══ DATASET ENTRIES ══

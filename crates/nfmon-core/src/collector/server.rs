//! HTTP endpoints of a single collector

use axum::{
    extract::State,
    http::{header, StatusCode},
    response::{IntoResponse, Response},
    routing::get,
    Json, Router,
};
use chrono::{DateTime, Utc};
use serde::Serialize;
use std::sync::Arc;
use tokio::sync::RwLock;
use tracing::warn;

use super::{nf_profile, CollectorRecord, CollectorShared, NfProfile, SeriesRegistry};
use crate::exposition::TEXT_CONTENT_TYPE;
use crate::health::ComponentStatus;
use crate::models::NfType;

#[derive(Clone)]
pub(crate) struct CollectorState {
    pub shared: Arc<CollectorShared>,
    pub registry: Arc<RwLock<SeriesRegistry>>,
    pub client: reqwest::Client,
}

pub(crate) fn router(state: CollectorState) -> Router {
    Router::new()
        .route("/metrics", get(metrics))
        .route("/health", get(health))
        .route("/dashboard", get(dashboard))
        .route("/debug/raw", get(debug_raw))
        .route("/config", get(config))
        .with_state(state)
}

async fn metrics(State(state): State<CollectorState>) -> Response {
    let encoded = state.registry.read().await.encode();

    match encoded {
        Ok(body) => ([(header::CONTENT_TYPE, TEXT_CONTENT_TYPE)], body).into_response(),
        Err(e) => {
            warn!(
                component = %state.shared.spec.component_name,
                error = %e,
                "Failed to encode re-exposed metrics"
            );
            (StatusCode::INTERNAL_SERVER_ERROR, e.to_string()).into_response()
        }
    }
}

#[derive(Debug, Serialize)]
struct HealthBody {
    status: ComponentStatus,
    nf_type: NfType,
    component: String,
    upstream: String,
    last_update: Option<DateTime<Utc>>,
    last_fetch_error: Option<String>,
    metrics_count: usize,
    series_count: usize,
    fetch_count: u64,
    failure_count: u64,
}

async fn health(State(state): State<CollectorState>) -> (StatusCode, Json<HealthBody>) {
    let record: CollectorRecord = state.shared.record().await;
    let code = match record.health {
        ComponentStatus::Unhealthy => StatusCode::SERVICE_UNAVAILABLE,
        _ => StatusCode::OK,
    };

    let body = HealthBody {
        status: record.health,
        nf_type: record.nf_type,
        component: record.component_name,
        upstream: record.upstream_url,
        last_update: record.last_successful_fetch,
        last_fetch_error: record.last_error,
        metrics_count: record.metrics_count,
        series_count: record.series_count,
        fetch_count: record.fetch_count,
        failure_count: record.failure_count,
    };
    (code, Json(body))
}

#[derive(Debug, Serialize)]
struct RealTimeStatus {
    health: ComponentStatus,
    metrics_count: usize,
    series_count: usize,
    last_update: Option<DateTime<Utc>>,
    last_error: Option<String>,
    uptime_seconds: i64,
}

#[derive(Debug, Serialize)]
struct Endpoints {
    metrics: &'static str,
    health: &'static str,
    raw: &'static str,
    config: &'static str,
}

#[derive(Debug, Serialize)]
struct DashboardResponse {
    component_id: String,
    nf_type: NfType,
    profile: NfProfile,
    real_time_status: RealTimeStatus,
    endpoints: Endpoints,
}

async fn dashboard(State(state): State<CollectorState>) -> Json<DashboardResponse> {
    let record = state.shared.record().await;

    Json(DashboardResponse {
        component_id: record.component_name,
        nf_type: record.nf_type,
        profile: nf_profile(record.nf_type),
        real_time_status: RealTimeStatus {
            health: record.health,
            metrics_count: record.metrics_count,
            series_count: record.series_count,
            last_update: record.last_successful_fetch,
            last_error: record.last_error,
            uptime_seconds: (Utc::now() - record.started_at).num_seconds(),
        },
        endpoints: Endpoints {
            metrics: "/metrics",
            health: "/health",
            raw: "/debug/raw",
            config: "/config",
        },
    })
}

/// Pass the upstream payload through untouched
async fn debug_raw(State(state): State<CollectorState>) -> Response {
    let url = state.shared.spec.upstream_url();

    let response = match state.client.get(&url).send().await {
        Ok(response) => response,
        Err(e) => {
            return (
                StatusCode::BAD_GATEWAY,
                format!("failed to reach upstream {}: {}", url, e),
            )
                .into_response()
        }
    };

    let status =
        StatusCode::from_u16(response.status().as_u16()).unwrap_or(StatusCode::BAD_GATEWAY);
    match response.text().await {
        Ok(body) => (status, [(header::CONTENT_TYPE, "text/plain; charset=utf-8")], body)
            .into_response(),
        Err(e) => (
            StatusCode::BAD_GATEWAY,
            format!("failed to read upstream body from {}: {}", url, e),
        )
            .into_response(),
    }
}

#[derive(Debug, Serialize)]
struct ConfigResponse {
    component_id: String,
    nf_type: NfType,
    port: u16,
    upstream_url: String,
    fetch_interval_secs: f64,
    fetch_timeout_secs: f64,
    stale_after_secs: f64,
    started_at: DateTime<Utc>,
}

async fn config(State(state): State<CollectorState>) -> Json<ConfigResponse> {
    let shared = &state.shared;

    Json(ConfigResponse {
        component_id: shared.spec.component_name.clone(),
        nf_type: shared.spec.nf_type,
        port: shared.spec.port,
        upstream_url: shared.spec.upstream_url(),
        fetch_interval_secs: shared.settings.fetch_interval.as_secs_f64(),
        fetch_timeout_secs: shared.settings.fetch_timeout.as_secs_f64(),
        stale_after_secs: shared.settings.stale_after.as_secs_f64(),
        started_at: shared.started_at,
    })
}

═══

▸ **WORK INSTRUCTIONS**
Write out the material again, matching every line.

▸ **OUTPUT BELOW**
filename crates/nfmon-core/src/collector/server.rs
//! HTTP endpoints of a single collector

use axum::{
    extract::State,
    http::{header, StatusCode},
    response::{IntoResponse, Response},
    routing::get,
    Json, Router,
};
use chrono::{DateTime, Utc};
use serde::Serialize;
use std::sync::Arc;
use tokio::sync::RwLock;
use tracing::warn;

use super::{nf_profile, CollectorRecord, CollectorShared, NfProfile, SeriesRegistry};
use crate::exposition::TEXT_CONTENT_TYPE;
use crate::health::ComponentStatus;
use crate::models::NfType;

#[derive(Clone)]
pub(crate) struct CollectorState {
    pub shared: Arc<CollectorShared>,
    pub registry: Arc<RwLock<SeriesRegistry>>,
    pub client: reqwest::Client,
}

pub(crate) fn router(state: CollectorState) -> Router {
    Router::new()
        .route("/metrics", get(metrics))
        .route("/health", get(health))
        .route("/dashboard", get(dashboard))
        .route("/debug/raw", get(debug_raw))
        .route("/config", get(config))
        .with_state(state)
}

async fn metrics(State(state): State<CollectorState>) -> Response {
    let encoded = state.registry.read().await.encode();

    match encoded {
        Ok(body) => ([(header::CONTENT_TYPE, TEXT_CONTENT_TYPE)], body).into_response(),
        Err(e) => {
            warn!(
                component = %state.shared.spec.component_name,
                error = %e,
                "Failed to encode re-exposed metrics"
            );
            (StatusCode::INTERNAL_SERVER_ERROR, e.to_string()).into_response()
        }
    }
}

#[derive(Debug, Serialize)]
struct HealthBody {
    status: ComponentStatus,
    nf_type: NfType,
    component: String,
    upstream: String,
    last_update: Option<DateTime<Utc>>,
    last_fetch_error: Option<String>,
    metrics_count: usize,
    series_count: usize,
    fetch_count: u64,
    failure_count: u64,
}

async fn health(State(state): State<CollectorState>) -> (StatusCode, Json<HealthBody>) {
    let record: CollectorRecord = state.shared.record().await;
    let code = match record.health {
        ComponentStatus::Unhealthy => StatusCode::SERVICE_UNAVAILABLE,
        _ => StatusCode::OK,
    };

    let body = HealthBody {
        status: record.health,
        nf_type: record.nf_type,
        component: record.component_name,
        upstream: record.upstream_url,
        last_update: record.last_successful_fetch,
        last_fetch_error: record.last_error,
        metrics_count: record.metrics_count,
        series_count: record.series_count,
        fetch_count: record.fetch_count,
        failure_count: record.failure_count,
    };
    (code, Json(body))
}

#[derive(Debug, Serialize)]
struct RealTimeStatus {
    health: ComponentStatus,
    metrics_count: usize,
    series_count: usize,
    last_update: Option<DateTime<Utc>>,
    last_error: Option<String>,
    uptime_seconds: i64,
}

#[derive(Debug, Serialize)]
struct Endpoints {
    metrics: &'static str,
    health: &'static str,
    raw: &'static str,
    config: &'static str,
}

#[derive(Debug, Serialize)]
struct DashboardResponse {
    component_id: String,
    nf_type: NfType,
    profile: NfProfile,
    real_time_status: RealTimeStatus,
    endpoints: Endpoints,
}

async fn dashboard(State(state): State<CollectorState>) -> Json<DashboardResponse> {
    let record = state.shared.record().await;

    Json(DashboardResponse {
        component_id: record.component_name,
        nf_type: record.nf_type,
        profile: nf_profile(record.nf_type),
        real_time_status: RealTimeStatus {
            health: record.health,
            metrics_count: record.metrics_count,
            series_count: record.series_count,
            last_update: record.last_successful_fetch,
            last_error: record.last_error,
            uptime_seconds: (Utc::now() - record.started_at).num_seconds(),
        },
        endpoints: Endpoints {
            metrics: "/metrics",
            health: "/health",
            raw: "/debug/raw",
            config: "/config",
        },
    })
}

/// Pass the upstream payload through untouched
async fn debug_raw(State(state): State<CollectorState>) -> Response {
    let url = state.shared.spec.upstream_url();

    let response = match state.client.get(&url).send().await {
        Ok(response) => response,
        Err(e) => {
            return (
                StatusCode::BAD_GATEWAY,
                format!("failed to reach upstream {}: {}", url, e),
            )
                .into_response()
        }
    };

    let status =
        StatusCode::from_u16(response.status().as_u16()).unwrap_or(StatusCode::BAD_GATEWAY);
    match response.text().await {
        Ok(body) => (status, [(header::CONTENT_TYPE, "text/plain; charset=utf-8")], body)
            .into_response(),
        Err(e) => (
            StatusCode::BAD_GATEWAY,
            format!("failed to read upstream body from {}: {}", url, e),
        )
            .into_response(),
    }
}

#[derive(Debug, Serialize)]
struct ConfigResponse {
    component_id: String,
    nf_type: NfType,
    port: u16,
    upstream_url: String,
    fetch_interval_secs: f64,
    fetch_timeout_secs: f64,
    stale_after_secs: f64,
    started_at: DateTime<Utc>,
}

async fn config(State(state): State<CollectorState>) -> Json<ConfigResponse> {
    let shared = &state.shared;

    Json(ConfigResponse {
        component_id: shared.spec.component_name.clone(),
        nf_type: shared.spec.nf_type,
        port: shared.spec.port,
        upstream_url: shared.spec.upstream_url(),
        fetch_interval_secs: shared.settings.fetch_interval.as_secs_f64(),
        fetch_timeout_secs: shared.settings.fetch_timeout.as_secs_f64(),
        stale_after_secs: shared.settings.stale_after.as_secs_f64(),
        started_at: shared.started_at,
    })
}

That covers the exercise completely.